Divine Wisdom – Divine Nature, Exhibition Goetheanum May 2017April 24, 2017
Divine Wisdom – Divine Nature Exhibition. New stop: Dornach, Switzerland!
5 – 30 May 2017
Now that the exhibition in the Országos Széchényi Könyvtár in Budapest has ended, our exhibition on the Message of the Rosicrucian Manifestoes in the visual language of the 17th century will travel to the Goetheanum in Switzerland! The opening of the exhibition will be accompanied by a conference from 5 – 7 May, organised by the Goetheanum and the Anthroposophical Society from The Netherlands. Several speakers (one of them is our very own director Esther Ritman!) will talk about the Chemical Wedding of Christian Rosenkreutz.
The exhibition Divine Wisdom – Divine Nature wants to introduce the audience to the wisdom contained in and conveyed by these ‘iconotexts’ made at the beginning of the seventeenth century. They are consummate artistic expressions of the conviction that to investigate the Book of Nature is a sacred act, and creation itself proof of Divine Wisdom.

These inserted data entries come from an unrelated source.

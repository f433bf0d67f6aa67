// Copyright 2024 Wladimir Palant
//
// Licensed under the Apache License, Version 2.0 (the "License");
// you may not use this file except in compliance with the License.
// You may obtain a copy of the License at
//
// http://www.apache.org/licenses/LICENSE-2.0
//
// Unless required by applicable law or agreed to in writing, software
// distributed under the License is distributed on an "AS IS" BASIS,
// WITHOUT WARRANTIES OR CONDITIONS OF ANY KIND, either express or implied.
// See the License for the specific language governing permissions and
// limitations under the License.

use serde::{Deserialize, Serialize};
use std::collections::BTreeMap;

/// Case-insensitive header map
///
/// Names are stored lowercased and iterated in sorted order. All values of a repeated header are
/// kept in the order they were received, lookups return the first one.
#[derive(Debug, Default, Clone, PartialEq, Eq, Serialize, Deserialize)]
#[serde(transparent)]
pub struct Headers(BTreeMap<String, Vec<String>>);

impl Headers {
    /// Creates an empty header map
    pub fn new() -> Self {
        Self::default()
    }

    /// Adds a value to the header with the given name
    pub fn append(&mut self, name: &str, value: impl Into<String>) {
        self.0
            .entry(name.to_ascii_lowercase())
            .or_default()
            .push(value.into());
    }

    /// Returns the first value of the header
    pub fn get(&self, name: &str) -> Option<&str> {
        self.0
            .get(&name.to_ascii_lowercase())
            .and_then(|values| values.first())
            .map(String::as_str)
    }

    /// Returns all values of the header, empty if the header isn't present
    pub fn get_all(&self, name: &str) -> &[String] {
        self.0
            .get(&name.to_ascii_lowercase())
            .map(Vec::as_slice)
            .unwrap_or_default()
    }

    /// Checks whether the header is present
    pub fn contains(&self, name: &str) -> bool {
        self.0.contains_key(&name.to_ascii_lowercase())
    }

    /// Lowercased header names in sorted order
    pub fn names(&self) -> impl Iterator<Item = &str> {
        self.0.keys().map(String::as_str)
    }

    /// Header names with their first value
    pub fn iter(&self) -> impl Iterator<Item = (&str, &str)> {
        self.0.iter().filter_map(|(name, values)| {
            values
                .first()
                .map(|value| (name.as_str(), value.as_str()))
        })
    }

    /// Number of distinct header names
    pub fn len(&self) -> usize {
        self.0.len()
    }

    /// Checks whether there are no headers
    pub fn is_empty(&self) -> bool {
        self.0.is_empty()
    }
}

impl<N: AsRef<str>, V: AsRef<[u8]>> FromIterator<(N, V)> for Headers {
    fn from_iter<T: IntoIterator<Item = (N, V)>>(iter: T) -> Self {
        let mut headers = Self::new();
        for (name, value) in iter {
            headers.append(
                name.as_ref(),
                String::from_utf8_lossy(value.as_ref()).into_owned(),
            );
        }
        headers
    }
}

#[cfg(test)]
mod tests {
    use super::*;

    #[test]
    fn case_insensitive_lookup() {
        let headers: Headers = [
            ("X-Forwarded-For", "1.2.3.4"),
            ("Accept", "text/html"),
            ("x-forwarded-for", "5.6.7.8"),
        ]
        .into_iter()
        .collect();

        assert_eq!(headers.get("x-FORWARDED-for"), Some("1.2.3.4"));
        assert_eq!(headers.get_all("X-Forwarded-For"), ["1.2.3.4", "5.6.7.8"]);
        assert_eq!(headers.get("Host"), None);
        assert!(headers.get_all("Host").is_empty());
        assert_eq!(headers.len(), 2);

        assert_eq!(
            headers.names().collect::<Vec<_>>(),
            ["accept", "x-forwarded-for"]
        );
        assert_eq!(
            headers.iter().collect::<Vec<_>>(),
            [("accept", "text/html"), ("x-forwarded-for", "1.2.3.4")]
        );
    }

    #[test]
    fn lossy_values() {
        let headers: Headers = [("X-Test", b"a\xffb".as_slice())].into_iter().collect();
        assert_eq!(headers.get("x-test"), Some("a\u{fffd}b"));
    }
}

Read more about the event and conference here.
About the exhibition
Divine Wisdom – Divine Nature is a travelling exhibition to celebrate the fourth centenary of the publication of the Rosicrucian Manifestoes, the Fama Fraternitatis, was published in 1614, followed by the Confessio Fraternitatis in 1615 and the Chymische Hochzeit in 1616. The Fama Fraternitatis, or the Call of the Brotherhood of the Laudable Order of the Rosy Cross, written to all the Learned Heads and Rulers of Europe, immediately fired the imagination of its readers. It urged nothing short of a reformation of the ‘whole wide world’. The reformation that was envisaged encouraged man to become aware of his divine origin, to understand that he was a microcosm, and to reconnect him with the macrocosm thanks to the tools offered by alchemy, magic and kabbalah. ‘Man is a great wonder’, according to the Renaissance philosopher Giovanni Pico della Mirandola, who thus echoed the hermetic Asclepius. Man occupies a position intermediate between God and nature. By raising his consciousness, man ‘passes into the nature of God as though he were God… He is in the fortunate middle position: he loves those things that are below him and is beloved of the beings above’. The Rosicrucian manifestoes, too, paid tribute to the hermetic tradition. In the Chymische Hochzeit, Hermes is called the principal philosopher, who holds out the promise of restoration and regeneration to mankind:
After so much harm has been inflicted upon the human race,
I, Hermes, being the primordial fount,
flow forth here as a healing remedy,
according to the divine decree
And assisted by the art.
Let him who can, drink of me.
Let him who will, cleanse himself in me.
Let him who dares, stir me.
Drink brothers, and live.
The art referred to here is the alchemical art, which was believed to be able to cure mankind. The healing remedy is the elixir, which the alchemist strove to achieve. The Rosicrucian Manifestoes not only drew on alchemy, specifically the alchemical principles of Theophrastus Paracelsus (1493-1541), who urged alchemists not to make gold, but to make medicines. They also relied on magical and kabbalistic traditions, which had been rediscovered in the Renaissance and promulgated by such scholars as Pico della Mirandola (1463-1494) and Johannes Reuchlin (1455-1522). The hermetic texts, too, were reintroduced in the Renaissance when what is now known as the Corpus Hermeticum was translated from Greek into Latin. Magic, (Christian) kabbalah and alchemy thus provided the elements for the hermetic reformation espoused by the Rosicrucian Brotherhood.
The exhibition and accompanying publication of the same title focus on the visual language that developed out of this urge to achieve a hermetic reformation of the world and man’s place in it. This visual language is reflected in an extraordinary number of prints that appeared in Germany in the early seventeenth century. They partly originated in the direct environment of the circle in Tübingen that inspired the Rosicrucian Manifestoes, partly they were independent artistic expressions celebrating God and Nature, the macrocosm and the microcosm. The images were included in the works of several authors: Heinrich Khunrath, Daniel Mögling, Stephan Michelspacher, Robert Fludd and Michael Maier. The books themselves were published in several places: Hanau, Frankfurt, Augsburg and Oppenheim. It is probably no coincidence that the majority of the works came out in the years 1616-1618, after the publication of the Rosicrucian Manifestoes. In fact the splendidly illustrated work of Daniel Mögling, Speculum Sophicum Rhodo-Stauroticum, has often been called the ‘fourth Rosicrucian Manifesto’ and definitely came about through the impact of the Rosicrucian Brotherhood. Three of the other authors, Fludd, Maier and Michelspacher, were advocates of the Rosicrucian Brotherhood, while the only work to be published before 1614, Khunrath’s Amphitheatrum Sapientiae Aeternae, conveys the same message to the careful observer as do the other works.